Precise placement on elevated or uneven terrain
Pedestrians walk in a straight line between connected waypoints. They do not ease up over ramps, they do not follow the contour of the ground, and they do not duck under obstacles. If waypoint A is at the top of a hill and waypoint B is at the bottom with no intermediate points, the pedestrian will walk in a straight line from A to B — which may mean clipping through a slope, floating above a dip, or cutting through a railing.
On tracks with notable elevation, place waypoints densely and precisely where the terrain changes. Each extra waypoint along a slope is a new straight segment, and enough short segments approximate the terrain well enough that the pedestrian stays on the ground. This is one of the rare places in the editor where spacing really does matter.
How the category of a waypoint changes its animation
Type is more than a label. Each category pulls from a different animation library at runtime:
- Standing — neutral idle loops (looking around, shifting weight).
- Walking — pavement walking loops, including short stops.
- Crew — pit work gestures, tool use, flag signals.
- Spectator — crowd gestures, clapping, head-tracking cars as they pass.
Putting a Spectator waypoint on a pavement produces a character that visually looks wrong (applauding at passing traffic); putting a Walking waypoint in a grandstand produces characters that try to walk through seated neighbours. Pick the type that matches the physical context.

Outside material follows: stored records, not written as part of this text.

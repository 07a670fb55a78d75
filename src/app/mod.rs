//! App module - contains the main application state and logic

mod form;
mod sidebar;
mod views;

use crate::constants::TREND_DAYS_RANGE;
use crate::data::{DashboardData, DataSource, SyntheticSource};
use crate::error::{DashboardError, Result};
use crate::palette::{self, ThemeState, BRAND};
use crate::settings::Settings;
use crate::theme::{self, BrandColors, ThemeColors};
use crate::types::{EntryForm, Page};
use chrono::{DateTime, Local};
use eframe::egui;
use std::path::PathBuf;
use tracing::{debug, error, info};

// ============================================================================
// RENDER PASS
// ============================================================================

/// Everything derived from theme state and the data source for one render pass.
pub(crate) struct RenderPass {
    pub(crate) colors: ThemeColors,
    pub(crate) data: DashboardData,
    pub(crate) growth_series: Vec<egui::Color32>,
    pub(crate) channel_series: Vec<egui::Color32>,
    pub(crate) rendered_at: DateTime<Local>,
}

impl RenderPass {
    pub(crate) fn build(
        theme_state: &ThemeState,
        source: &mut dyn DataSource,
        trend_days: usize,
    ) -> Result<Self> {
        let palette = theme_state.palette();
        let colors = ThemeColors::from_palette(theme_state.current(), &palette)?;
        let data = DashboardData::generate(source, trend_days);
        data.validate()?;
        Ok(Self {
            colors,
            data,
            growth_series: theme::series_colors(&[theme::SERIES_RED, theme::SERIES_BLUE])?,
            channel_series: theme::series_colors(&theme::PIE_COLORS)?,
            rendered_at: Local::now(),
        })
    }

    /// Stock colors and no data, shown behind the error panel.
    pub(crate) fn placeholder(theme_state: &ThemeState, trend_days: usize) -> Self {
        Self {
            colors: ThemeColors::from_visuals(theme_state.current()),
            data: DashboardData::empty(trend_days),
            growth_series: Vec::new(),
            channel_series: Vec::new(),
            rendered_at: Local::now(),
        }
    }

    /// First pass at startup. A failure still yields a pass so the window opens
    /// on the error panel.
    pub(crate) fn first(
        theme_state: &ThemeState,
        source: &mut dyn DataSource,
        trend_days: usize,
    ) -> (Self, Option<DashboardError>) {
        match Self::build(theme_state, source, trend_days) {
            Ok(pass) => (pass, None),
            Err(e) => {
                error!(error = %e, "Initial render pass failed");
                (Self::placeholder(theme_state, trend_days), Some(e))
            }
        }
    }
}

// ============================================================================
// APP STATE
// ============================================================================

pub struct App {
    pub(crate) theme_state: ThemeState,
    pub(crate) brand: BrandColors,
    pub(crate) page: Page,
    pub(crate) source: Box<dyn DataSource>,
    pub(crate) pass: RenderPass,
    pub(crate) render_error: Option<DashboardError>,
    pub(crate) needs_render: bool,
    // Data entry
    pub(crate) form: EntryForm,
    pub(crate) last_submission: Option<String>,
    // Settings
    pub(crate) start_page: Page,
    pub(crate) data_seed: Option<u64>,
    pub(crate) trend_days: usize,
    pub(crate) show_footer: bool,
    pub(crate) window_pos: Option<egui::Pos2>,
    pub(crate) window_size: Option<egui::Vec2>,
    pub(crate) needs_center: bool,
    pub(crate) data_dir: PathBuf,
}

// ============================================================================
// APP INITIALIZATION & HELPERS
// ============================================================================

impl App {
    pub fn new(cc: &eframe::CreationContext<'_>, settings: Settings, data_dir: PathBuf) -> Result<Self> {
        // Add Phosphor icons font
        let mut fonts = egui::FontDefinitions::default();
        egui_phosphor::add_to_fonts(&mut fonts, egui_phosphor::Variant::Regular);
        cc.egui_ctx.set_fonts(fonts);

        let mut source: Box<dyn DataSource> = match settings.data_seed {
            Some(seed) => {
                debug!(seed, "Using seeded data source");
                Box::new(SyntheticSource::seeded(seed))
            }
            None => Box::new(SyntheticSource::from_entropy()),
        };

        let theme_state = ThemeState::new();
        let (pass, render_error) = RenderPass::first(&theme_state, source.as_mut(), settings.trend_days);
        theme::apply_visuals(&cc.egui_ctx, &pass.colors);

        Ok(Self {
            theme_state,
            brand: BrandColors::from_brand(&BRAND)?,
            page: settings.start_page,
            source,
            pass,
            render_error,
            needs_render: false,
            form: EntryForm::new(Local::now().date_naive()),
            last_submission: None,
            start_page: settings.start_page,
            data_seed: settings.data_seed,
            trend_days: settings.trend_days,
            show_footer: settings.show_footer,
            window_pos: None,
            window_size: None,
            needs_center: false,
            data_dir,
        })
    }

    pub fn save_settings(&self) {
        let settings = Settings {
            window_x: self.window_pos.map(|p| p.x),
            window_y: self.window_pos.map(|p| p.y),
            window_w: self.window_size.map(|s| s.x),
            window_h: self.window_size.map(|s| s.y),
            start_page: self.start_page,
            data_seed: self.data_seed,
            trend_days: self.trend_days,
            show_footer: self.show_footer,
        };
        settings.save(&self.data_dir);
    }

    /// Schedule a full re-render at the end of this frame.
    pub(crate) fn request_render(&mut self, reason: &'static str) {
        debug!(reason, "Render requested");
        self.needs_render = true;
    }

    /// Selection event from the theme toggle.
    pub(crate) fn on_theme_selected(&mut self, label: &str) {
        let change = palette::resolve_named(label).and_then(|resolved| {
            debug!(tokens = ?resolved.tokens(), "Resolved palette");
            self.theme_state.apply_named(label)
        });
        match change {
            Ok(change) if change.needs_rerender() => {
                info!(theme = %self.theme_state.current(), "Theme changed");
                self.request_render("theme changed");
            }
            Ok(_) => {}
            Err(e) => {
                error!(error = %e, "Theme selection rejected");
                self.render_error = Some(e);
            }
        }
    }

    pub(crate) fn navigate(&mut self, page: Page) {
        if page != self.page {
            info!(from = ?self.page, to = ?page, "Navigated");
            self.page = page;
            self.request_render("navigation");
        }
    }

    pub(crate) fn set_trend_days(&mut self, days: usize) {
        let (min, max) = TREND_DAYS_RANGE;
        let days = days.clamp(min, max);
        if days != self.trend_days {
            self.trend_days = days;
            self.request_render("trend length changed");
        }
    }

    /// Re-resolve palette and regenerate data. A failure replaces the whole page.
    pub(crate) fn render_pass(&mut self, ctx: &egui::Context) {
        match RenderPass::build(&self.theme_state, self.source.as_mut(), self.trend_days) {
            Ok(pass) => {
                theme::apply_visuals(ctx, &pass.colors);
                self.pass = pass;
                self.render_error = None;
            }
            Err(e) => {
                error!(error = %e, "Render pass failed");
                self.render_error = Some(e);
            }
        }
    }
}

// ============================================================================
// MAIN UPDATE LOOP
// ============================================================================

impl eframe::App for App {
    fn update(&mut self, ctx: &egui::Context, _frame: &mut eframe::Frame) {
        // Track window position/size for saving on exit
        ctx.input(|i| {
            if let Some(rect) = i.viewport().outer_rect {
                self.window_pos = Some(rect.min);
            }
            if let Some(rect) = i.viewport().inner_rect {
                self.window_size = Some(rect.size());
            }
        });

        // Center window on first launch
        if self.needs_center {
            self.needs_center = false;
            if let Some(cmd) = egui::ViewportCommand::center_on_screen(ctx) {
                ctx.send_viewport_cmd(cmd);
            }
        }

        // Chrome first (must be added BEFORE CentralPanel)
        self.render_header(ctx);
        self.render_sidebar(ctx);

        egui::CentralPanel::default()
            .frame(theme::content_frame(&self.pass.colors))
            .show(ctx, |ui| {
                if let Some(err) = self.render_error.clone() {
                    if views::error_panel(ui, &err, &self.pass.colors) {
                        info!("Retrying render after error");
                        self.render_error = None;
                        self.request_render("retry");
                    }
                    return;
                }
                egui::ScrollArea::vertical()
                    .auto_shrink([false, false])
                    .show(ui, |ui| {
                        match self.page {
                            Page::Overview => self.render_overview(ui),
                            Page::Sales => self.render_sales(ui),
                            Page::DataEntry => self.render_data_entry(ui),
                            Page::Records => self.render_records(ui),
                        }
                        if self.show_footer {
                            self.render_footer(ui);
                        }
                    });
            });

        if self.needs_render {
            self.needs_render = false;
            self.render_pass(ctx);
            ctx.request_repaint();
        }
    }

    fn on_exit(&mut self, _gl: Option<&eframe::glow::Context>) {
        info!("Analytics Pro shutting down");
        self.save_settings();
    }
}

#[cfg(test)]
mod tests {
    use super::*;
    use crate::data::SALES_COLUMNS;
    use crate::palette::ThemeMode;
    use egui::Color32;

    #[test]
    fn pass_follows_theme_state() {
        let mut state = ThemeState::new();
        let mut source = SyntheticSource::seeded(5);
        let light = RenderPass::build(&state, &mut source, 30).unwrap();
        assert_eq!(light.colors.background, Color32::from_rgb(0xf5, 0xf7, 0xfa));

        state.apply(ThemeMode::Dark);
        let dark = RenderPass::build(&state, &mut source, 30).unwrap();
        assert_eq!(dark.colors.background, Color32::from_rgb(0x04, 0x2f, 0x66));
        assert_eq!(dark.colors.chart_text, Color32::WHITE);
    }

    #[test]
    fn pass_regenerates_data_with_declared_shape() {
        let state = ThemeState::new();
        let mut source = SyntheticSource::seeded(5);
        let first = RenderPass::build(&state, &mut source, 30).unwrap();
        let second = RenderPass::build(&state, &mut source, 30).unwrap();
        assert_eq!(first.data.sales_trend.row_count(), 30);
        assert_eq!(first.data.sales_trend.column_count(), SALES_COLUMNS.len());
        assert_ne!(first.data.growth, second.data.growth);
        assert_eq!(first.growth_series.len(), 2);
    }

    struct BrokenSource;

    impl DataSource for BrokenSource {
        fn trend(&mut self, rows: usize, columns: &[&str]) -> crate::data::Dataset {
            crate::data::Dataset {
                columns: columns.iter().map(|c| c.to_string()).collect(),
                rows: vec![vec![1.0; columns.len()]; rows / 2],
            }
        }

        fn split(&mut self, categories: &[&str]) -> Vec<crate::types::CategoryValue> {
            categories
                .iter()
                .map(|c| crate::types::CategoryValue::new(*c, 1.0))
                .collect()
        }
    }

    #[test]
    fn malformed_source_aborts_pass() {
        let state = ThemeState::new();
        let err = RenderPass::build(&state, &mut BrokenSource, 30).err().unwrap();
        assert!(matches!(err, DashboardError::ChartShape { rows: 10, .. }));
    }

    #[test]
    fn failed_first_pass_still_yields_a_pass() {
        let mut state = ThemeState::new();
        state.apply(ThemeMode::Dark);
        let (pass, err) = RenderPass::first(&state, &mut BrokenSource, 30);
        assert!(matches!(err, Some(DashboardError::ChartShape { .. })));
        assert_eq!(pass.colors.mode, ThemeMode::Dark);
        assert_eq!(pass.data.sales_trend.row_count(), 0);
        assert!(pass.growth_series.is_empty());

        let (pass, err) = RenderPass::first(&state, &mut SyntheticSource::seeded(1), 30);
        assert!(err.is_none());
        assert_eq!(pass.data.sales_trend.row_count(), 30);
    }
}
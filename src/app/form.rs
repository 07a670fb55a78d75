//! Data entry form. Submissions are echoed back and logged, never stored.

use super::App;
use crate::theme;
use crate::types::EntryForm;
use crate::ui::components;
use eframe::egui;
use tracing::info;

impl App {
    pub(crate) fn render_data_entry(&mut self, ui: &mut egui::Ui) {
        let colors = self.pass.colors;
        components::section_header(ui, "📝 New Entry", &colors);

        let mut submitted = false;
        theme::card_frame(&colors).show(ui, |ui| {
            ui.set_width(ui.available_width().min(560.0));
            egui::Grid::new("entry_form")
                .num_columns(2)
                .spacing([theme::SPACING_XL, theme::SPACING_LG])
                .show(ui, |ui| {
                    ui.label("Product name");
                    ui.add(
                        egui::TextEdit::singleline(&mut self.form.name)
                            .hint_text("e.g. Wireless Earbuds")
                            .desired_width(300.0),
                    );
                    ui.end_row();

                    ui.label("Category");
                    egui::ComboBox::from_id_salt("entry_category")
                        .selected_text(self.form.category)
                        .width(300.0)
                        .show_ui(ui, |ui| {
                            for category in EntryForm::CATEGORIES {
                                ui.selectable_value(&mut self.form.category, category, category);
                            }
                        });
                    ui.end_row();

                    ui.label("Quantity");
                    ui.add(egui::DragValue::new(&mut self.form.quantity).range(0..=100_000));
                    ui.end_row();

                    ui.label("Date");
                    ui.add(egui_extras::DatePickerButton::new(&mut self.form.date).id_salt("entry_date"));
                    ui.end_row();

                    ui.label("Notes");
                    ui.add(
                        egui::TextEdit::multiline(&mut self.form.notes)
                            .desired_rows(3)
                            .desired_width(300.0),
                    );
                    ui.end_row();
                });

            ui.add_space(theme::SPACING_LG);
            let label = format!("{}  Submit", egui_phosphor::regular::CHECK);
            if ui.add(theme::button_primary(label, &colors)).clicked() {
                submitted = true;
            }
            if let Some(summary) = &self.last_submission {
                ui.add_space(theme::SPACING_SM);
                ui.label(egui::RichText::new(summary).color(theme::DELTA_UP));
            }
        });

        if submitted {
            self.submit_entry();
        }
    }

    pub(crate) fn submit_entry(&mut self) {
        info!(
            name = %self.form.name.trim(),
            category = self.form.category,
            quantity = self.form.quantity,
            date = %self.form.date,
            "Entry submitted"
        );
        self.last_submission = Some(self.form.summary());
        self.request_render("form submitted");
    }
}
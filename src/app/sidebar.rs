//! Branded chrome: header bar and navigation sidebar
//!
//! Both use the theme-invariant brand colors; only the content area follows
//! the Light/Dark selection.

use super::App;
use crate::constants::*;
use crate::theme;
use crate::types::Page;
use eframe::egui;

impl App {
    pub(crate) fn render_header(&mut self, ctx: &egui::Context) {
        let brand = self.brand;
        egui::TopBottomPanel::top("header")
            .exact_height(theme::HEADER_HEIGHT)
            .show_separator_line(false)
            .frame(theme::header_frame(&brand))
            .show(ctx, |ui| {
                ui.horizontal_centered(|ui| {
                    ui.vertical(|ui| {
                        ui.label(
                            egui::RichText::new(HEADER_TITLE)
                                .size(theme::FONT_TITLE)
                                .strong()
                                .color(brand.text),
                        );
                        ui.label(
                            egui::RichText::new(format!("{}  ·  {}", HEADER_SUBTITLE, self.page.label()))
                                .size(theme::FONT_SUBTITLE)
                                .color(brand.text_muted),
                        );
                    });
                    ui.with_layout(egui::Layout::right_to_left(egui::Align::Center), |ui| {
                        let refresh = egui::Button::new(
                            egui::RichText::new(format!("{}  Refresh", egui_phosphor::regular::ARROWS_CLOCKWISE))
                                .color(brand.text),
                        )
                        .fill(brand.nav_active)
                        .corner_radius(theme::RADIUS_DEFAULT);
                        if ui.add(refresh).on_hover_text("Regenerate placeholder data").clicked() {
                            self.request_render("refresh");
                        }
                    });
                });
            });
    }

    pub(crate) fn render_sidebar(&mut self, ctx: &egui::Context) {
        let brand = self.brand;
        egui::SidePanel::left("nav_panel")
            .exact_width(theme::SIDEBAR_WIDTH)
            .resizable(false)
            .show_separator_line(false)
            .frame(theme::sidebar_frame(&brand))
            .show(ctx, |ui| {
                ui.label(
                    egui::RichText::new(format!("{}  {}", egui_phosphor::regular::LIGHTNING, APP_NAME))
                        .size(theme::FONT_HEADING)
                        .strong()
                        .color(brand.text),
                );
                ui.add_space(theme::SPACING_XXL);

                caption(ui, "MENU", brand.text_muted);
                let mut chosen = None;
                for page in Page::ALL {
                    if theme::nav_item(ui, &brand, page.icon(), page.label(), page == self.page) {
                        chosen = Some(page);
                    }
                }
                if let Some(page) = chosen {
                    self.navigate(page);
                }

                ui.add_space(theme::SPACING_XXL);
                caption(ui, "THEME", brand.text_muted);
                if let Some(label) = theme::theme_toggle(ui, &brand, self.theme_state.current()) {
                    self.on_theme_selected(label);
                }

                ui.with_layout(egui::Layout::bottom_up(egui::Align::Min), |ui| {
                    ui.label(
                        egui::RichText::new(format!("v{}", APP_VERSION))
                            .size(theme::FONT_SMALL)
                            .color(brand.text_muted),
                    );
                });
            });
    }
}

fn caption(ui: &mut egui::Ui, text: &str, color: egui::Color32) {
    ui.label(egui::RichText::new(text).size(theme::FONT_SMALL).color(color));
    ui.add_space(theme::SPACING_SM);
}
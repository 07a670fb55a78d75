//! Common types and data structures

use chrono::NaiveDate;
use serde::{Deserialize, Serialize};

/// Page selected from the sidebar navigation
#[derive(Debug, Clone, Copy, PartialEq, Eq, Default, Serialize, Deserialize)]
pub enum Page {
    #[default]
    Overview,
    Sales,
    DataEntry,
    Records,
}

impl Page {
    pub const ALL: [Page; 4] = [Page::Overview, Page::Sales, Page::DataEntry, Page::Records];

    pub fn label(self) -> &'static str {
        match self {
            Page::Overview => "Overview",
            Page::Sales => "Sales",
            Page::DataEntry => "Data Entry",
            Page::Records => "Records",
        }
    }

    pub fn icon(self) -> &'static str {
        match self {
            Page::Overview => egui_phosphor::regular::GAUGE,
            Page::Sales => egui_phosphor::regular::CHART_LINE_UP,
            Page::DataEntry => egui_phosphor::regular::NOTE_PENCIL,
            Page::Records => egui_phosphor::regular::TABLE,
        }
    }
}

/// Color class of a KPI card
#[derive(Debug, Clone, Copy, PartialEq, Eq)]
pub enum AccentClass {
    Blue,
    Green,
    Orange,
    Red,
    Purple,
}

/// Literal KPI card content
#[derive(Debug, Clone, PartialEq)]
pub struct KpiCard {
    pub title: &'static str,
    pub value: &'static str,
    pub delta: Option<&'static str>,
    pub accent: AccentClass,
    pub icon: Option<&'static str>,
    pub progress: Option<f64>,
}

impl KpiCard {
    pub const fn new(title: &'static str, value: &'static str, accent: AccentClass) -> Self {
        Self {
            title,
            value,
            delta: None,
            accent,
            icon: None,
            progress: None,
        }
    }

    pub const fn delta(mut self, delta: &'static str) -> Self {
        self.delta = Some(delta);
        self
    }

    pub const fn icon(mut self, icon: &'static str) -> Self {
        self.icon = Some(icon);
        self
    }

    pub const fn progress(mut self, progress: f64) -> Self {
        self.progress = Some(progress);
        self
    }
}

/// Label/value pair for bar and pie charts
#[derive(Debug, Clone, PartialEq)]
pub struct CategoryValue {
    pub label: String,
    pub value: f64,
}

impl CategoryValue {
    pub fn new(label: impl Into<String>, value: f64) -> Self {
        Self {
            label: label.into(),
            value,
        }
    }
}

/// Order status in the records table
#[derive(Debug, Clone, Copy, PartialEq, Eq)]
pub enum OrderStatus {
    Delivered,
    Shipped,
    Pending,
    Cancelled,
}

impl OrderStatus {
    pub fn label(self) -> &'static str {
        match self {
            OrderStatus::Delivered => "Delivered",
            OrderStatus::Shipped => "Shipped",
            OrderStatus::Pending => "Pending",
            OrderStatus::Cancelled => "Cancelled",
        }
    }
}

/// Hard-coded records table row
#[derive(Debug, Clone, PartialEq)]
pub struct RecordRow {
    pub order_id: &'static str,
    pub customer: &'static str,
    pub product: &'static str,
    pub amount: f64,
    pub status: OrderStatus,
    pub date: &'static str,
}

/// Data entry form state; also the submitted value
#[derive(Debug, Clone, PartialEq)]
pub struct EntryForm {
    pub name: String,
    pub category: &'static str,
    pub quantity: u32,
    pub date: NaiveDate,
    pub notes: String,
}

impl EntryForm {
    pub const CATEGORIES: [&'static str; 4] = ["Electronics", "Clothing", "Groceries", "Other"];

    pub fn new(today: NaiveDate) -> Self {
        Self {
            name: String::new(),
            category: Self::CATEGORIES[0],
            quantity: 0,
            date: today,
            notes: String::new(),
        }
    }

    /// One-line confirmation shown after submit
    pub fn summary(&self) -> String {
        let name = self.name.trim();
        let name = if name.is_empty() { "Unnamed entry" } else { name };
        format!(
            "Saved '{}' ({}, qty {}) for {}",
            name,
            self.category,
            self.quantity,
            self.date.format("%Y-%m-%d")
        )
    }
}

#[cfg(test)]
mod tests {
    use super::*;

    #[test]
    fn entry_summary_formats_fields() {
        let date = NaiveDate::from_ymd_opt(2024, 3, 9).unwrap();
        let mut form = EntryForm::new(date);
        form.name = "  Laptop ".into();
        form.quantity = 3;
        assert_eq!(form.summary(), "Saved 'Laptop' (Electronics, qty 3) for 2024-03-09");
    }

    #[test]
    fn entry_summary_names_blank_entries() {
        let date = NaiveDate::from_ymd_opt(2024, 1, 1).unwrap();
        let form = EntryForm::new(date);
        assert!(form.summary().starts_with("Saved 'Unnamed entry'"));
    }

    #[test]
    fn page_round_trips_through_json() {
        let json = serde_json::to_string(&Page::DataEntry).unwrap();
        assert_eq!(serde_json::from_str::<Page>(&json).unwrap(), Page::DataEntry);
    }
}
// =============================================================================
// HELPER - Segmented toggle (pill-style)
// =============================================================================

/// Two-segment Light/Dark selector on the branded sidebar.
/// Returns the label of the clicked segment, whether or not it is the current one.
pub fn theme_toggle(ui: &mut egui::Ui, brand: &BrandColors, current: ThemeMode) -> Option<&'static str> {
    let height = 29.0;
    let rounding = 4.0;
    let total_width = ui.available_width().min(180.0);
    let half = total_width / 2.0;

    let (rect, response) =
        ui.allocate_exact_size(egui::vec2(total_width, height), egui::Sense::click());
    let painter = ui.painter();

    // Layer 1: container
    painter.rect_filled(rect, rounding + 2.0, lighten(brand.sidebar, 0.1));

    let left_rect = egui::Rect::from_min_max(rect.min, egui::pos2(rect.min.x + half, rect.max.y));
    let right_rect = egui::Rect::from_min_max(egui::pos2(rect.min.x + half, rect.min.y), rect.max);
    let left_active = current == ThemeMode::Light;
    let active_rect = if left_active { left_rect } else { right_rect };

    // Layer 2: active segment inset 2px
    painter.rect_filled(active_rect.shrink(2.0), rounding, brand.nav_active);

    let (left_color, right_color) = if left_active {
        (brand.text, brand.text_muted)
    } else {
        (brand.text_muted, brand.text)
    };
    let labels = ThemeMode::ALL.map(ThemeMode::label);
    painter.text(
        left_rect.center(),
        egui::Align2::CENTER_CENTER,
        format!("{} {}", egui_phosphor::regular::SUN, labels[0]),
        egui::FontId::proportional(FONT_LABEL),
        left_color,
    );
    painter.text(
        right_rect.center(),
        egui::Align2::CENTER_CENTER,
        format!("{} {}", egui_phosphor::regular::MOON, labels[1]),
        egui::FontId::proportional(FONT_LABEL),
        right_color,
    );

    if response.hovered() {
        ui.ctx().set_cursor_icon(egui::CursorIcon::PointingHand);
    }

    if response.clicked() {
        if let Some(pos) = response.interact_pointer_pos() {
            return Some(if pos.x < rect.min.x + half { labels[0] } else { labels[1] });
        }
    }
    None
}

pub fn lighten(c: Color32, amount: f32) -> Color32 {
    let r = (c.r() as f32 + (255.0 - c.r() as f32) * amount) as u8;
    let g = (c.g() as f32 + (255.0 - c.g() as f32) * amount) as u8;
    let b = (c.b() as f32 + (255.0 - c.b() as f32) * amount) as u8;
    Color32::from_rgb(r, g, b)
}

How Animation Sets relate to pedestrian models
The PEDESTRIANS menu is a catalogue of installed pedestrian models and their animation sets. Different models cover different looks (business attire, casual, pit crew uniform, hi-vis marshal). Assigning a specific set to a waypoint or a group of waypoints is how you theme an area — a stand full of racing fans looks different from a stand full of office workers, even if both are Spectator type.
Typical project layouts
Circuit track
Draw two areas of Standing waypoints (grandstands) with high density. Scatter a handful of Crew waypoints around pit boxes. Optionally a few Walking waypoints with connections in the paddock walk zones.
City street
Draw walking areas along pavements at 10 – 15 m spacing, 40 – 60 % density. Connect neighbours in CONNECTIONS. Add individual Standing waypoints at doorways, crossings, and transit stops for variety.
Rural pass
Usually almost nothing. A few Standing waypoints at viewpoints (people taking photographs) and at road-work zones is more atmospheric than an actual crowd.
Testing your work live
Waypoints appear as live characters as soon as the Animated Pedestrians master toggle is on and the cap / render distance allow for it. Drive past your newly authored area to see the result immediately. If nothing appears, check the master toggle first, then raise Max Pedestrians, then Pedestrian Render Distance.
Interaction with other features
- Animated Pedestrians. Consumes these waypoints. All quality / count decisions happen there.
- Walking Mode / Phone. The same waypoints back walkable characters you can move among inside walking mode.
- Performance Preset. Low preset caps pedestrians hard — your crowd may look populated on High and sparse on Low from the same waypoints.
Troubleshooting
- Draw Area does nothing after the fourth click
- Spacing / Density at extreme values can produce zero waypoints. Reset to Spacing 10, Density 100 and try again.
- Pedestrians appear but do not walk
- Missing connections. Add walk paths between neighbouring waypoints in the CONNECTIONS menu.
- Crowd looks too uniform
- Drop Density to 40 – 60 % for gaps, and mix in several models via the PEDESTRIANS menu for visual variety.
- Spectators look like walkers
- Waypoint type is still Walking. Change to Spectator so the correct animation set is used.
- Waypoints are invisible in game
- The master Pedestrians toggle must be on, and Max Pedestrians / Render Distance must be high enough to reach your waypoints.